National Monument on the Dam

The National Monument in the centre of Amsterdam’s Dam Square serves as a daily reminder of the atrocities of the Second World War. The imposing 22-metres high monument was designed by Dutch architect J.J.P. Oud and unveiled on 4 May 1956 by Queen Juliana of the Netherlands.

On 9 May 1945 just a few days after the liberation of the Netherlands, the first Remembrance of the Dead ceremony took place at the Dam in Amsterdam. To remember those who had fallen a minute of silence was held. Quickly afterwards two former Dutch soldiers came with the proposition of establishing a National Monument. Awaiting the definitive monument, a temporary colonnade with eleven urns with earth of the fusillade places of the eleven provinces was set up in 1947. Later an urn with earth from the Dutch East Indies would be added.

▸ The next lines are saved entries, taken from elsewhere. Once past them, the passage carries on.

//! Optimizing and reusing fitted bodies.

pub use super::*;

use crate::{
    evidence::{PredictedNormals, PredictorInput, RenderOutput},
    function::{project_landmarks, AxisFlip, TensorIntExtension},
    loss::{LandmarkEvidence, LossInput, LossTerms},
    optimize::BodyOptimizer,
};

/// The evaluation of the current bodies against the evidence.
#[derive(Clone, Debug)]
pub struct BodyEvaluation<B: Backend> {
    pub predicted: PredictedNormals<B>,
    pub rendered: RenderOutput<B>,
    pub terms: LossTerms<B>,
    /// `[N, V, 3]` in render space
    pub vertices: Tensor<B, 3>,
}

/// The evidence lifted into the autodiff backend as constants.
#[derive(Clone, Debug)]
pub(super) struct BodyContext<AB: AutodiffBackend> {
    faces: Tensor<AB, 3, Int>,
    /// `(landmark indices, joint indices)`, absent without pairs
    indices: Option<(Tensor<AB, 1, Int>, Tensor<AB, 1, Int>)>,
    landmarks: Tensor<AB, 3>,
    mask: Tensor<AB, 3>,
}

impl<M, R, P, C> BodyFitter<M, R, P, C> {
    /// Optimizing the trainable parameters for the configured iterations.
    pub(super) fn optimize<AB: AutodiffBackend>(
        &self,
        input: &FitInput<AB::InnerBackend>,
    ) -> Result<FitOutcome<AB::InnerBackend>, Error>
    where
        M: BodyModel<AB>,
        R: BodyRenderer<AB>,
        P: NormalPredictor<AB::InnerBackend>,
    {
        let device = input.mask.device();
        let context = BodyContext::<AB>::new(input, &device);
        let mut parameters =
            BodyParameters::<AB>::from_inner(input.parameters.to_owned()).require_grad();
        let mut optimizer = BodyOptimizer::<AB>::new(&self.config.adam, &self.learning_rate());

        log::info!(
            target: "body_fit::fitter",
            "optimize > {} iterations on {} trainable parameters ({})",
            self.config.iteration_count,
            parameters.trainable_count(),
            parameters.trainable_size_readable(),
        );

        let mut losses = Vec::with_capacity(self.config.iteration_count as usize);
        for iteration in 0..self.config.iteration_count {
            let evaluation = self.evaluate_body(input, &context, &parameters)?;
            let breakdown = Self::check_divergence(iteration, &evaluation.terms)?;

            log::debug!(
                target: "body_fit::fitter",
                "optimize > iteration {iteration}: {breakdown}",
            );

            losses.push(breakdown);
            optimizer.step(&mut parameters, evaluation.terms.total());
        }

        // The final parameters are evaluated once more for a consistent export.
        let evaluation = self.evaluate_body(input, &context, &parameters)?;
        Self::check_divergence(self.config.iteration_count, &evaluation.terms)?;

        let parameters = parameters.valid();
        let BodyEvaluation {
            predicted,
            rendered,
            terms,
            vertices,
        } = evaluation;

        Ok(FitOutcome {
            path: FitPath::Optimized,
            meshes: Mesh::from_batch(vertices.inner(), input.faces.to_owned())?,
            records: parameters.to_records()?,
            parameters: Some(parameters),
            evidence: Evidence {
                predicted: PredictedNormals {
                    normal_back: predicted.normal_back.inner(),
                    normal_front: predicted.normal_front.inner(),
                },
                rendered: rendered.valid(),
            },
            losses,
            diagnostics: (!self.config.is_visualization_suppressed)
                .then(|| terms.overlap.mask_difference.inner()),
            stored: vec![],
            reference: None,
        })
    }

    /// Re-rendering the cached meshes for their evidence.
    pub(super) fn reuse<AB: AutodiffBackend>(
        &self,
        input: &FitInput<AB::InnerBackend>,
        cached: CachedFit,
    ) -> Result<FitOutcome<AB::InnerBackend>, Error>
    where
        R: BodyRenderer<AB>,
        P: NormalPredictor<AB::InnerBackend>,
    {
        let device = input.mask.device();
        let (vertices, faces) = Mesh::to_batch::<AB>(&cached.meshes, &device)?;
        let rendered = self.render::<AB>(input, vertices, faces)?.valid();
        let predicted = self.predict(input, &rendered)?;

        Ok(FitOutcome {
            path: FitPath::Reused,
            meshes: cached.meshes,
            records: cached.records,
            parameters: None,
            evidence: Evidence {
                predicted,
                rendered,
            },
            losses: vec![],
            diagnostics: None,
            stored: vec![],
            reference: None,
        })
    }

    /// Posing, rendering and predicting, then aggregating the loss terms.
    pub(super) fn evaluate_body<AB: AutodiffBackend>(
        &self,
        input: &FitInput<AB::InnerBackend>,
        context: &BodyContext<AB>,
        parameters: &BodyParameters<AB>,
    ) -> Result<BodyEvaluation<AB>, Error>
    where
        M: BodyModel<AB>,
        R: BodyRenderer<AB>,
        P: NormalPredictor<AB::InnerBackend>,
    {
        let posed = parameters.pose(&self.body_model)?;

        let vertices = AxisFlip::RENDER_FROM_BODY.apply(posed.vertices);
        let rendered = self.render::<AB>(input, vertices.to_owned(), context.faces.to_owned())?;
        let predicted = self.predict(input, &rendered.valid())?.lift::<AB>();

        let landmarks = match &context.indices {
            Some((landmark_indices, joint_indices)) => {
                let [_, joint_count, _] = posed.joints.dims();
                if let Some([_, joint]) =
                    input.landmark_pairs.iter().find(|[_, joint]| *joint >= joint_count)
                {
                    return Err(Error::Validation(
                        format!("joint index ({joint})"),
                        format!("less than {joint_count}"),
                    ));
                }

                let joints = AxisFlip::LANDMARK_FROM_BODY
                    .apply(posed.joints)
                    .select(1, joint_indices.to_owned());
                Some(LandmarkEvidence {
                    projected: project_landmarks(joints),
                    target: context.landmarks.to_owned().select(1, landmark_indices.to_owned()),
                })
            },
            None => None,
        };

        let terms = self.aggregator().evaluate(LossInput {
            landmarks,
            mask: context.mask.to_owned(),
            predicted: predicted.to_owned(),
            rendered: rendered.to_owned(),
        });

        Ok(BodyEvaluation {
            predicted,
            rendered,
            terms,
            vertices,
        })
    }

    /// Rendering and validating the output.
    pub(super) fn render<AB: AutodiffBackend>(
        &self,
        input: &FitInput<AB::InnerBackend>,
        vertices: Tensor<AB, 3>,
        faces: Tensor<AB, 3, Int>,
    ) -> Result<RenderOutput<AB>, Error>
    where
        R: BodyRenderer<AB>,
    {
        let [n, _, _] = vertices.dims();
        let rendered = self.renderer.render(vertices, faces)?;
        rendered.validate(n, input.image_size())?;

        Ok(rendered)
    }

    /// Predicting the clothed normals of the first rendered bodies
    /// with the rendered normals as priors.
    pub(super) fn predict<B: Backend>(
        &self,
        input: &FitInput<B>,
        rendered: &RenderOutput<B>,
    ) -> Result<PredictedNormals<B>, Error>
    where
        P: NormalPredictor<B>,
    {
        let [n, _, _, _] = rendered.normal_front.dims();
        let [h, w] = input.image_size();
        if n > input.body_count() {
            return Err(Error::Validation(
                format!("rendered body count ({n})"),
                format!("at most {}", input.body_count()),
            ));
        }

        let predicted = self.predictor.predict(PredictorInput {
            image: input.image.to_owned().slice([0..n, 0..3, 0..h, 0..w]),
            mask: input.mask.to_owned().slice([0..n, 0..h, 0..w]),
            normal_back_prior: rendered.normal_back.to_owned(),
            normal_front_prior: rendered.normal_front.to_owned(),
        })?;

        let dims = [n, 3, h, w];
        for (name, actual) in [
            ("normal_back", predicted.normal_back.dims()),
            ("normal_front", predicted.normal_front.dims()),
        ] {
            if actual != dims {
                return Err(Error::Collaborator(format!(
                    "The predicted {name} has dims {actual:?}, but {dims:?} were expected"
                )));
            }
        }

        Ok(predicted)
    }

    /// Checking that the total loss is finite.
    pub(super) fn check_divergence<B: Backend>(
        iteration: u64,
        terms: &LossTerms<B>,
    ) -> Result<LossBreakdown, Error> {
        let breakdown = terms.breakdown()?;
        if !breakdown.total.is_finite() {
            log::warn!(
                target: "body_fit::fitter",
                "optimize > diverged at iteration {iteration}: {breakdown}",
            );

            return Err(Error::Divergence {
                iteration,
                loss: breakdown.total,
            });
        }

        Ok(breakdown)
    }
}

impl<AB: AutodiffBackend> BodyContext<AB> {
    fn new(
        input: &FitInput<AB::InnerBackend>,
        device: &AB::Device,
    ) -> Self {
        let indices = (!input.landmark_pairs.is_empty()).then(|| {
            let (landmarks, joints): (Vec<_>, Vec<_>) = input
                .landmark_pairs
                .iter()
                .map(|&[landmark, joint]| (landmark, joint))
                .unzip();
            (
                Tensor::from_indices(&landmarks, device),
                Tensor::from_indices(&joints, device),
            )
        });

        Self {
            faces: Tensor::from_inner(input.faces.to_owned()),
            indices,
            landmarks: Tensor::from_inner(input.landmarks.to_owned()),
            mask: Tensor::from_inner(input.mask.to_owned()),
        }
    }
}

The definitive monument was revealed by Queen Juliana on 4 May 1956. Designed by architect J.J.P. Oud the monument consisted of a 22-metres high column made out of white stone. This column is surrounded by a relief and several statues. Behind the column, a half round remembrance wall can be found. The different urns with earth were placed in the niches of this wall. Ever year during the National Remembrance of the Dead on 4 May the national remembrance takes place on the Dam in Amsterdam. Traditionally the King and the Queen lay the first wreath on behalf of all the citizens in the Netherlands. Nowadays not only Dutch victims of the Second World War are commemorated, but all the Dutch war victims since the outbreak of the Second World War.